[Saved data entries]
———

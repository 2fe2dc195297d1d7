//! Newsdesk - developer tool for exercising the sync adapters against a
//! seeded in-memory backend.

mod fixture;

use std::path::PathBuf;
use std::sync::Arc;

use clap::{Parser, Subcommand};
use doc_store::MemoryStore;
use news_model::{Article, ArticleId, CategoryFilter, Resource, UserId};
use news_sync::{NewsRepository, RepositoryConfig, ResourceStream};
use newsdesk_config::{init_logging, Config, Paths};
use tracing::info;

/// Newsdesk command-line interface.
#[derive(Parser)]
#[command(name = "newsdesk")]
#[command(about = "Query newsdesk data through the sync adapters")]
#[command(version)]
struct Cli {
    #[command(subcommand)]
    command: Commands,

    /// Log level (trace, debug, info, warn, error). Overrides the config file
    #[arg(short, long, global = true)]
    log_level: Option<String>,

    /// Base directory for config and logs. Defaults to ~/.newsdesk
    #[arg(long, global = true)]
    base_dir: Option<PathBuf>,

    /// JSON fixture used to seed the in-memory store
    #[arg(long, global = true, env = "NEWSDESK_FIXTURE")]
    fixture: Option<PathBuf>,
}

#[derive(Subcommand)]
enum Commands {
    /// List published articles, newest first
    Articles {
        /// Category name, or "all"
        #[arg(short, long)]
        category: Option<String>,
    },
    /// Search titles, summaries and content
    Search { query: String },
    /// Show one article with its comments
    Article {
        id: String,
        /// Also report whether this user likes the article
        #[arg(short, long)]
        user: Option<String>,
    },
    /// List a user's saved articles
    Saved {
        #[arg(short, long)]
        user: String,
    },
    /// Follow the article list until interrupted
    Watch,
}

#[tokio::main]
async fn main() -> Result<(), Box<dyn std::error::Error>> {
    let cli = Cli::parse();

    let paths = match cli.base_dir {
        Some(base) => Paths::with_base_dir(base),
        None => Paths::new()?,
    };
    let config = Config::load(&paths)?;
    let level = cli.log_level.unwrap_or_else(|| config.log_level.clone());
    init_logging(&level, &paths)?;

    let store = MemoryStore::new();
    if let Some(path) = cli.fixture.or(config.fixture_path.clone()) {
        let documents = fixture::load(&store, &path)?;
        info!(documents, path = %path.display(), "fixture loaded");
    }
    let repo = NewsRepository::new(
        Arc::new(store),
        RepositoryConfig {
            in_query_limit: config.in_query_limit,
        },
    );

    match cli.command {
        Commands::Articles { category } => {
            let mut states = match category {
                Some(category) => repo.articles_by_category(&category.parse::<CategoryFilter>()?),
                None => repo.all_articles(),
            };
            let articles = settle(&mut states).await?;
            states.unsubscribe();
            print_articles(&articles);
        }
        Commands::Search { query } => {
            let articles = settle(&mut repo.search_articles(&query)).await?;
            print_articles(&articles);
        }
        Commands::Article { id, user } => {
            let id = ArticleId::from(id);
            let article = settle(&mut repo.article(&id)).await?;
            println!("{}", article.title);
            println!(
                "{} | {} | {} likes | {} comments",
                article.category, article.author_name, article.like_count, article.comment_count
            );
            println!();
            println!("{}", article.content);

            if let Some(user) = user {
                let liked = settle(&mut repo.is_article_liked(&UserId::from(user), &id)).await?;
                println!();
                println!("liked: {liked}");
            }

            let comments = settle(&mut repo.comments(&id)).await?;
            println!();
            for comment in comments {
                println!("- {}: {}", comment.user_display_name, comment.text);
            }
        }
        Commands::Saved { user } => {
            let articles = settle(&mut repo.saved_articles(&UserId::from(user))).await?;
            print_articles(&articles);
        }
        Commands::Watch => watch(&repo).await?,
    }

    Ok(())
}

#[derive(Debug, thiserror::Error)]
enum CommandError {
    #[error("{0}")]
    Failed(String),

    #[error("Operation ended without a result")]
    NoResult,
}

/// First terminal state of `states`, as a command result.
async fn settle<T>(states: &mut ResourceStream<T>) -> Result<T, CommandError> {
    match states.settle().await {
        Some(Resource::Success(data)) => Ok(data),
        Some(Resource::Error(message)) => Err(CommandError::Failed(message)),
        Some(Resource::Loading) | None => Err(CommandError::NoResult),
    }
}

fn print_articles(articles: &[Article]) {
    for article in articles {
        println!(
            "{}  [{}]  {}  ({})",
            article.id,
            article.category,
            article.title,
            article.published_at.format("%Y-%m-%d %H:%M")
        );
    }
    if articles.is_empty() {
        println!("no articles");
    }
}

async fn watch(repo: &NewsRepository) -> Result<(), CommandError> {
    let mut states = repo.all_articles();
    loop {
        tokio::select! {
            state = states.recv() => match state {
                Some(Resource::Loading) => println!("loading..."),
                Some(Resource::Success(articles)) => {
                    println!("{} articles", articles.len());
                    print_articles(&articles);
                }
                Some(Resource::Error(message)) => eprintln!("error: {message}"),
                None => return Err(CommandError::NoResult),
            },
            _ = tokio::signal::ctrl_c() => {
                info!("interrupted, unsubscribing");
                states.unsubscribe();
                return Ok(());
            }
        }
    }
}
//! Domain records for the news application.
//!
//! Everything here is plain data: the records persisted in the document
//! store, their string id newtypes, the `Resource` envelope handed to
//! observers, collection names, and input validation rules.

mod article;
mod comment;
mod ids;
mod resource;
pub mod schema;
mod user;
pub mod validation;

pub use article::{Article, Category, CategoryFilter, NewArticle};
pub use comment::{Comment, NewComment};
pub use ids::{ArticleId, CommentId, UserId};
pub use resource::Resource;
pub use user::{LikeMarker, User};
pub use validation::ValidationError;
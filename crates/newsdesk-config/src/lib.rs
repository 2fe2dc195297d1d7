//! Configuration, filesystem paths and logging setup for newsdesk tools.

mod config;
mod error;
mod logging;
mod paths;

pub use config::{Config, DEFAULT_IN_QUERY_LIMIT, DEFAULT_LOG_LEVEL};
pub use error::{CoreError, CoreResult};
pub use logging::init_logging;
pub use paths::Paths;
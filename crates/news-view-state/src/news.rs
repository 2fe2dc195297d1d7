//! State behind the article, detail, search and saved screens.

use std::sync::Arc;

use auth_engine::{AuthUser, SessionContext};
use futures_util::stream::{self, StreamExt};
use news_model::validation::validate_comment;
use news_model::{
    Article, ArticleId, CategoryFilter, Comment, CommentId, NewArticle, NewComment, Resource,
};
use news_sync::{NewsRepository, ResourceStream};
use parking_lot::Mutex;
use tokio::runtime::Handle;
use tokio::sync::watch;
use tracing::{debug, warn};

use crate::feed::{drive, ignore, Mode, OnError, Owner};
use crate::slot::{Slot, SlotState};

/// Observable state for the news screens.
///
/// Every operation is fire-and-forget: it moves its slot to `Loading` and
/// spawns the work on the runtime handle. Re-running an operation
/// supersedes the previous run of the same slot.
#[derive(Clone)]
pub struct NewsViewState {
    inner: Arc<NewsInner>,
}

struct NewsInner {
    repo: NewsRepository,
    session: SessionContext,
    runtime: Handle,
    articles: Slot<Vec<Article>>,
    selected_article: Slot<Article>,
    comments: Slot<Vec<Comment>>,
    comments_for: Mutex<Option<ArticleId>>,
    is_article_liked: Slot<bool>,
    /// Last settled liked value; survives re-checks in flight.
    liked: Mutex<bool>,
    search_results: Slot<Vec<Article>>,
    saved_articles: Slot<Vec<Article>>,
    article_submission: Slot<ArticleId>,
    comment_submission: Slot<CommentId>,
    like_toggle: Slot<bool>,
    save_toggle: Slot<bool>,
    selected_category: watch::Sender<CategoryFilter>,
    error_message: watch::Sender<Option<String>>,
}

impl Owner for NewsInner {
    fn runtime(&self) -> &Handle {
        &self.runtime
    }

    fn report(&self, message: String) {
        warn!(%message, "news operation failed");
        self.error_message.send_replace(Some(message));
    }
}

impl NewsViewState {
    pub fn new(repo: NewsRepository, session: SessionContext, runtime: Handle) -> Self {
        let (selected_category, _) = watch::channel(CategoryFilter::All);
        let (error_message, _) = watch::channel(None);
        Self {
            inner: Arc::new(NewsInner {
                repo,
                session,
                runtime,
                articles: Slot::new(),
                selected_article: Slot::new(),
                comments: Slot::new(),
                comments_for: Mutex::new(None),
                is_article_liked: Slot::new(),
                liked: Mutex::new(false),
                search_results: Slot::new(),
                saved_articles: Slot::new(),
                article_submission: Slot::new(),
                comment_submission: Slot::new(),
                like_toggle: Slot::new(),
                save_toggle: Slot::new(),
                selected_category,
                error_message,
            }),
        }
    }

    /// Subscribes to the article list and, when signed in, loads the saved list.
    pub fn start(&self) {
        self.inner.load_all_articles();
        if self.inner.session.is_signed_in() {
            self.inner.load_saved_articles();
        }
    }

    pub fn load_all_articles(&self) {
        self.inner.load_all_articles();
    }

    pub fn load_articles_by_category(&self, filter: CategoryFilter) {
        let inner = &self.inner;
        inner.selected_category.send_replace(filter.clone());
        inner.clear_error();
        drive(
            inner,
            |s| &s.articles,
            inner.repo.articles_by_category(&filter),
            Mode::OneShot,
            OnError::Surface,
            ignore,
        );
    }

    /// Blank queries clear the results without asking the backend.
    pub fn search(&self, query: &str) {
        let inner = &self.inner;
        if query.trim().is_empty() {
            inner.search_results.set(SlotState::Success(Vec::new()));
            return;
        }
        inner.clear_error();
        drive(
            inner,
            |s| &s.search_results,
            inner.repo.search_articles(query),
            Mode::OneShot,
            OnError::Surface,
            ignore,
        );
    }

    /// Follows one article. Every fresh snapshot re-checks the liked flag;
    /// comments are re-subscribed only when the article changes.
    pub fn load_article(&self, article_id: &ArticleId) {
        let inner = &self.inner;
        inner.clear_error();
        let changed = {
            let mut current = inner.comments_for.lock();
            if current.as_ref() == Some(article_id) {
                false
            } else {
                *current = Some(article_id.clone());
                true
            }
        };
        if changed {
            *inner.liked.lock() = false;
        }

        let liked_for = article_id.clone();
        drive(
            inner,
            |s| &s.selected_article,
            inner.repo.article(article_id),
            Mode::Subscription,
            OnError::Surface,
            move |owner: &Arc<NewsInner>, _| owner.check_if_liked(&liked_for),
        );

        if changed {
            drive(
                inner,
                |s| &s.comments,
                inner.repo.comments(article_id),
                Mode::Subscription,
                OnError::Collapse,
                ignore,
            );
        }
    }

    /// Posts `text` on the selected article as the signed-in user.
    pub fn add_comment(&self, text: &str) {
        let inner = &self.inner;
        let Some(article_id) = inner.comments_for.lock().clone() else {
            debug!("add_comment ignored: no article selected");
            return;
        };
        let Some(user) = inner.session.current_user() else {
            debug!("add_comment ignored: not signed in");
            return;
        };
        if let Err(e) = validate_comment(text) {
            let message = e.to_string();
            inner.comment_submission.set(SlotState::Error(message.clone()));
            inner.report(message);
            return;
        }

        let states = comment_states(inner.repo.clone(), user, article_id, text.to_string());
        drive(
            inner,
            |s| &s.comment_submission,
            states,
            Mode::OneShot,
            OnError::Surface,
            ignore,
        );
    }

    /// Flips the liked state shown for `article_id`.
    pub fn toggle_like(&self, article_id: &ArticleId) {
        let inner = &self.inner;
        let Some(user) = inner.session.current_user() else {
            debug!("toggle_like ignored: not signed in");
            return;
        };
        let like = !*inner.liked.lock();
        drive(
            inner,
            |s| &s.like_toggle,
            inner.repo.toggle_like(&user.user_id, article_id, like),
            Mode::OneShot,
            OnError::Surface,
            move |owner: &Arc<NewsInner>, _| {
                *owner.liked.lock() = like;
                owner.is_article_liked.set(SlotState::Success(like));
            },
        );
    }

    pub fn save_article(&self, article_id: &ArticleId) {
        let inner = &self.inner;
        let Some(user) = inner.session.current_user() else {
            debug!("save_article ignored: not signed in");
            return;
        };
        drive(
            inner,
            |s| &s.save_toggle,
            inner.repo.save_article(&user.user_id, article_id),
            Mode::OneShot,
            OnError::Surface,
            |owner: &Arc<NewsInner>, _| owner.load_saved_articles(),
        );
    }

    pub fn unsave_article(&self, article_id: &ArticleId) {
        let inner = &self.inner;
        let Some(user) = inner.session.current_user() else {
            debug!("unsave_article ignored: not signed in");
            return;
        };
        drive(
            inner,
            |s| &s.save_toggle,
            inner.repo.unsave_article(&user.user_id, article_id),
            Mode::OneShot,
            OnError::Surface,
            |owner: &Arc<NewsInner>, _| owner.load_saved_articles(),
        );
    }

    pub fn load_saved_articles(&self) {
        self.inner.load_saved_articles();
    }

    /// Publishes a new article, then reloads the list. A draft without an
    /// author is attributed to the signed-in user.
    pub fn add_article(&self, mut draft: NewArticle) {
        let inner = &self.inner;
        if draft.author_id.is_blank() {
            if let Some(user) = inner.session.current_user() {
                draft.author_name = user
                    .display_name
                    .clone()
                    .unwrap_or_else(|| user.email.clone());
                draft.author_id = user.user_id;
            }
        }
        inner.clear_error();
        drive(
            inner,
            |s| &s.article_submission,
            inner.repo.add_article(draft),
            Mode::OneShot,
            OnError::Surface,
            |owner: &Arc<NewsInner>, _| owner.load_all_articles(),
        );
    }

    pub fn reset_article_submission(&self) {
        self.inner.article_submission.set(SlotState::Idle);
    }

    pub fn clear_error(&self) {
        self.inner.clear_error();
    }

    pub fn articles(&self) -> watch::Receiver<SlotState<Vec<Article>>> {
        self.inner.articles.subscribe()
    }

    pub fn selected_article(&self) -> watch::Receiver<SlotState<Article>> {
        self.inner.selected_article.subscribe()
    }

    pub fn comments(&self) -> watch::Receiver<SlotState<Vec<Comment>>> {
        self.inner.comments.subscribe()
    }

    pub fn is_article_liked(&self) -> watch::Receiver<SlotState<bool>> {
        self.inner.is_article_liked.subscribe()
    }

    pub fn search_results(&self) -> watch::Receiver<SlotState<Vec<Article>>> {
        self.inner.search_results.subscribe()
    }

    pub fn saved_articles(&self) -> watch::Receiver<SlotState<Vec<Article>>> {
        self.inner.saved_articles.subscribe()
    }

    pub fn article_submission(&self) -> watch::Receiver<SlotState<ArticleId>> {
        self.inner.article_submission.subscribe()
    }

    pub fn comment_submission(&self) -> watch::Receiver<SlotState<CommentId>> {
        self.inner.comment_submission.subscribe()
    }

    pub fn like_toggle(&self) -> watch::Receiver<SlotState<bool>> {
        self.inner.like_toggle.subscribe()
    }

    pub fn save_toggle(&self) -> watch::Receiver<SlotState<bool>> {
        self.inner.save_toggle.subscribe()
    }

    pub fn selected_category(&self) -> watch::Receiver<CategoryFilter> {
        self.inner.selected_category.subscribe()
    }

    pub fn error_message(&self) -> watch::Receiver<Option<String>> {
        self.inner.error_message.subscribe()
    }
}

impl NewsInner {
    fn clear_error(&self) {
        self.error_message.send_replace(None);
    }

    fn load_all_articles(self: &Arc<Self>) {
        self.clear_error();
        drive(
            self,
            |s| &s.articles,
            self.repo.all_articles(),
            Mode::Subscription,
            OnError::Surface,
            ignore,
        );
    }

    fn load_saved_articles(self: &Arc<Self>) {
        let Some(user) = self.session.current_user() else {
            debug!("load_saved_articles ignored: not signed in");
            return;
        };
        self.clear_error();
        drive(
            self,
            |s| &s.saved_articles,
            self.repo.saved_articles(&user.user_id),
            Mode::OneShot,
            OnError::Surface,
            ignore,
        );
    }

    fn check_if_liked(self: &Arc<Self>, article_id: &ArticleId) {
        let Some(user) = self.session.current_user() else {
            return;
        };
        drive(
            self,
            |s| &s.is_article_liked,
            self.repo.is_article_liked(&user.user_id, article_id),
            Mode::OneShot,
            OnError::Collapse,
            |owner: &Arc<NewsInner>, liked| *owner.liked.lock() = liked,
        );
    }
}

/// Resolves the author name, then posts the comment.
fn comment_states(
    repo: NewsRepository,
    user: AuthUser,
    article_id: ArticleId,
    text: String,
) -> ResourceStream<CommentId> {
    let posting = async move {
        let user_display_name = repo.comment_author_name(&user).await;
        repo.add_comment(NewComment {
            article_id,
            user_id: user.user_id,
            user_display_name,
            text,
        })
    };
    ResourceStream::from_states(
        stream::once(posting)
            .flatten()
            .filter(|state| futures_util::future::ready(!matches!(state, Resource::Loading))),
    )
}
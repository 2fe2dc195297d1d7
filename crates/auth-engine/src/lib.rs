//! # Auth engine
//!
//! Boundary to the managed authentication service.
//!
//! - [`AuthProvider`]: sign-in, registration, sign-out and a session
//!   change stream
//! - [`MemoryAuthProvider`]: in-process accounts for demos and tests
//! - [`SessionContext`]: explicit handle to the signed-in user, resolved
//!   fresh on every call instead of read from process-wide state

mod error;
mod memory;
mod provider;
mod session;

pub use error::{AuthError, AuthResult};
pub use memory::MemoryAuthProvider;
pub use provider::{AuthProvider, AuthUser};
pub use session::SessionContext;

———

- [Task instructions]
Retype the records above exactly, from their first line through the line that contains "newsdesk data through", and stop there.

- [Solved problem]
repository 2fe2dc195297d1d7
//! Newsdesk - developer tool for exercising the sync adapters against a
//! seeded in-memory backend.

mod fixture;

use std::path::PathBuf;
use std::sync::Arc;

use clap::{Parser, Subcommand};
use doc_store::MemoryStore;
use news_model::{Article, ArticleId, CategoryFilter, Resource, UserId};
use news_sync::{NewsRepository, RepositoryConfig, ResourceStream};
use newsdesk_config::{init_logging, Config, Paths};
use tracing::info;

/// Newsdesk command-line interface.
#[derive(Parser)]
#[command(name = "newsdesk")]
#[command(about = "Query newsdesk data through the sync adapters")]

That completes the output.